Juniper had barely stepped from her car and was too far away to attempt a response. So she hurried through the shin-deep snow, trying to keep her feet light as she broke through the thin crust of ice. It was no use. The bottoms of her jeans were caked in white and stiff from cold by the time she reached the place where her mother stood waiting.
“Law hasn’t had time to shovel the walk,” her mom explained, ushering Juniper inside and fussing over her with an old towel that she grabbed from a hook near the door. “You should’ve gone through the garage. What are you doing here anyway?” she demanded, smacking the snow off Juniper’s jeans with one end of the towel. Every slap was more aggressive than the last, and Juniper’s frozen calves began to sting with each new blow. She snagged the towel the next time it came near and gently eased it from her mother’s hands.
“It’s okay,” Juniper said. “I’ll do it.”
“Is Willa okay? Where is she?”
Juniper was surprised by what sounded like raw terror in her mother’s tone. Clearly, almost losing her son had been deeply traumatizing—even more so than Juniper had realized. She tossed the towel back on the hook and pulled Reb into her arms. The older woman was slight, more fragile than Juniper remembered, as if long hours in the ICU had somehow diminished her. She was also trembling—though Juniper couldn’t tell if it was because she was scared or cold. Maybe both.

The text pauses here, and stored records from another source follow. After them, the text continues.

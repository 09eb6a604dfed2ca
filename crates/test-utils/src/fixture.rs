//! Seed fixture shared by the integration tests.
//!
//! Shape worth knowing when writing assertions:
//! - topics `mitch`, `cats` and `paper`; `paper` has no articles
//! - 13 articles, all `mitch` except article 5 (`cats`)
//! - article 1 has 100 votes and 11 comments, article 2 has none
//! - articles 12 and 13 share a `created_at`
//! - comment 1 is on article 9, by `butter_bridge`, with 16 votes
//! - user `lurker` has written nothing

use chrono::{DateTime, Utc};

use gazette_kernel::models::{Article, Comment, DEFAULT_ARTICLE_IMG_URL, Topic, User};

/// Rows to load into a store.
#[derive(Debug, Clone, Default)]
pub struct SeedData {
    pub topics: Vec<Topic>,
    pub users: Vec<User>,

    /// `comment_count` is ignored; stores derive it from `comments`.
    pub articles: Vec<Article>,
    pub comments: Vec<Comment>,
}

fn at(unix_secs: i64) -> DateTime<Utc> {
    DateTime::from_timestamp(unix_secs, 0).unwrap_or_default()
}

fn topic(slug: &str, description: &str) -> Topic {
    Topic {
        slug: slug.to_string(),
        description: Some(description.to_string()),
    }
}

fn user(username: &str, name: &str, avatar_url: &str) -> User {
    User {
        username: username.to_string(),
        name: name.to_string(),
        avatar_url: avatar_url.to_string(),
    }
}

fn article(
    article_id: i32,
    title: &str,
    topic: &str,
    author: &str,
    body: &str,
    created_at: i64,
    votes: i32,
) -> Article {
    Article {
        article_id,
        author: author.to_string(),
        title: title.to_string(),
        body: body.to_string(),
        topic: topic.to_string(),
        created_at: at(created_at),
        votes,
        article_img_url: DEFAULT_ARTICLE_IMG_URL.to_string(),
        comment_count: 0,
    }
}

fn comment(
    comment_id: i32,
    body: &str,
    article_id: i32,
    author: &str,
    votes: i32,
    created_at: i64,
) -> Comment {
    Comment {
        comment_id,
        body: body.to_string(),
        article_id,
        author: author.to_string(),
        votes,
        created_at: at(created_at),
    }
}

/// The standard fixture.
pub fn seed() -> SeedData {
    SeedData {
        topics: vec![
            topic("mitch", "The man, the Mitch, the legend"),
            topic("cats", "Not dogs"),
            topic("paper", "what books are made of"),
        ],
        users: vec![
            user(
                "butter_bridge",
                "jonny",
                "https://www.healthytherapies.com/wp-content/uploads/2016/06/Lime3.jpg",
            ),
            user(
                "icellusedkars",
                "sam",
                "https://avatars2.githubusercontent.com/u/24604688?s=460&v=4",
            ),
            user(
                "rogersop",
                "paul",
                "https://avatars2.githubusercontent.com/u/24394918?s=400&v=4",
            ),
            user(
                "lurker",
                "do_nothing",
                "https://www.golenbock.com/wp-content/uploads/2015/01/placeholder-user.png",
            ),
        ],
        articles: vec![
            article(1, "Living in the shadow of a great man", "mitch", "butter_bridge",
                "I find this existence challenging", 1_594_329_060, 100),
            article(2, "Sony Vaio; or, The Laptop", "mitch", "icellusedkars",
                "Call me Mitchell. Some years ago I decided to buy a laptop.", 1_602_828_180, 0),
            article(3, "Eight pug gifs that remind me of mitch", "mitch", "icellusedkars",
                "some gifs", 1_604_394_720, 0),
            article(4, "Student SUES Mitch!", "mitch", "rogersop",
                "We all love Mitch and his wonderful, unique typing style.", 1_588_731_240, 0),
            article(5, "UNCOVERED: catspiracy to bring down democracy", "cats", "rogersop",
                "Bastet walks amongst us, and the cats are taking arms!", 1_596_464_040, 0),
            article(6, "A", "mitch", "icellusedkars",
                "Delicious tin of cat food", 1_602_986_400, 0),
            article(7, "Z", "mitch", "icellusedkars", "I was hungry.", 1_578_406_080, 0),
            article(8, "Does Mitch predate civilisation?", "mitch", "icellusedkars",
                "Archaeologists have uncovered a gigantic statue from the dawn of humanity.",
                1_587_089_280, 0),
            article(9, "They're not exactly dogs, are they?", "mitch", "butter_bridge",
                "Well? Think about it.", 1_591_438_200, 0),
            article(10, "Seven inspirational thought leaders from Manchester UK", "mitch",
                "rogersop", "Who are we kidding, there is only one, and it's Mitch!",
                1_589_433_300, 0),
            article(11, "Am I a cat?", "mitch", "icellusedkars",
                "Having run out of ideas for articles, I am staring at the wall.",
                1_579_126_860, 0),
            article(12, "Moustache", "mitch", "butter_bridge",
                "Have you seen the size of that thing?", 1_602_419_040, 0),
            article(13, "Another article about Mitch", "mitch", "butter_bridge",
                "There will never be enough articles about Mitch!", 1_602_419_040, 0),
        ],
        comments: vec![
            comment(1, "Oh, I've got compassion running out of my nose, pal!", 9,
                "butter_bridge", 16, 1_586_179_020),
            comment(2, "The beautiful thing about treasure is that it exists.", 1,
                "butter_bridge", 14, 1_604_113_380),
            comment(3, "Onyx is the new black.", 1, "icellusedkars", 100, 1_583_025_180),
            comment(4, "I carry a log. Is it funny to you? It is not to me.", 1,
                "icellusedkars", -100, 1_582_459_260),
            comment(5, "I hate streaming noses", 1, "icellusedkars", 0, 1_604_437_200),
            comment(6, "I hate streaming eyes even more", 1, "icellusedkars", 0, 1_586_642_520),
            comment(7, "Lobster pot", 1, "icellusedkars", 0, 1_589_577_540),
            comment(8, "Delicious crackerbreads", 1, "icellusedkars", 0, 1_586_899_140),
            comment(9, "Superficially charming", 1, "icellusedkars", 0, 1_577_848_080),
            comment(10, "git push origin master", 3, "icellusedkars", 0, 1_592_641_440),
            comment(11, "Ambidextrous marsupial", 3, "icellusedkars", 0, 1_600_560_600),
            comment(12, "Massive intercranial brain haemorrhage", 1, "icellusedkars", 0,
                1_583_133_000),
            comment(13, "Fruit pastilles", 1, "icellusedkars", 0, 1_592_220_300),
            comment(14, "What do you see? I have no idea where this will lead us.", 5,
                "icellusedkars", 16, 1_591_682_400),
            comment(15, "I am 100% sure that we're not completely sure.", 5, "butter_bridge",
                1, 1_606_176_480),
            comment(16, "This is a bad article name", 6, "butter_bridge", 1, 1_602_433_380),
            comment(17, "The owls are not what they seem.", 9, "icellusedkars", 20,
                1_584_205_320),
            comment(18, "This morning, I showered for nine minutes.", 1, "butter_bridge", 16,
                1_595_294_400),
        ],
    }
}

“Willa’s fine. Everyone is fine,” Juniper said, turning her mother toward the kitchen. She kept one arm firmly around Reb until she could ease her onto a bucket seat stool at the counter. “I’m going to make you a cup of tea. When’s the last time you ate?”
“What?” she sounded confused. “I don’t know. Supper? Did we have supper?”
“That’s what I thought.” Juniper filled the kettle with tap water and set it on the stove to boil. Then she pulled open the refrigerator to rummage around for something to feed her mother. There wasn’t much. Half a gallon of milk that had just passed its expiration date, a couple of wrinkly apples, and some leftovers that were questionable at best. But there were a few eggs nestled in the divots of a cardboard container. Jackpot.
“What are you doing?” Reb asked, plaintive and sounding not at all like her usual unflappable self.
“Scrambling you some eggs.”
“That’s ridiculous,” Reb huffed, but she didn’t say anything more, and in just a couple minutes the nonstick pan was sizzling with butter. The scent filled the kitchen and made Juniper’s stomach rumble. She realized that it had been hours since she had eaten, too.
“Where’s Law?” Juniper asked, stepping away from the stove to fill a mug with hot water. She set it in front of her mother with the tin of teabags and a sprig of mint she pinched from the plant on the windowsill.
“Chores.” Reb waved her hand over her shoulder in the direction of the barn. “I don’t know exactly. He said he needed to take care of some things at home, so we left everything at the Rainbow House and hopped in the car. I could have stayed back, you know. I should have.”
“Well, I’m glad you’re here,” Juniper said carefully, grateful that Law wouldn’t interrupt them for a while at least. “There’s something I want to talk to you about.”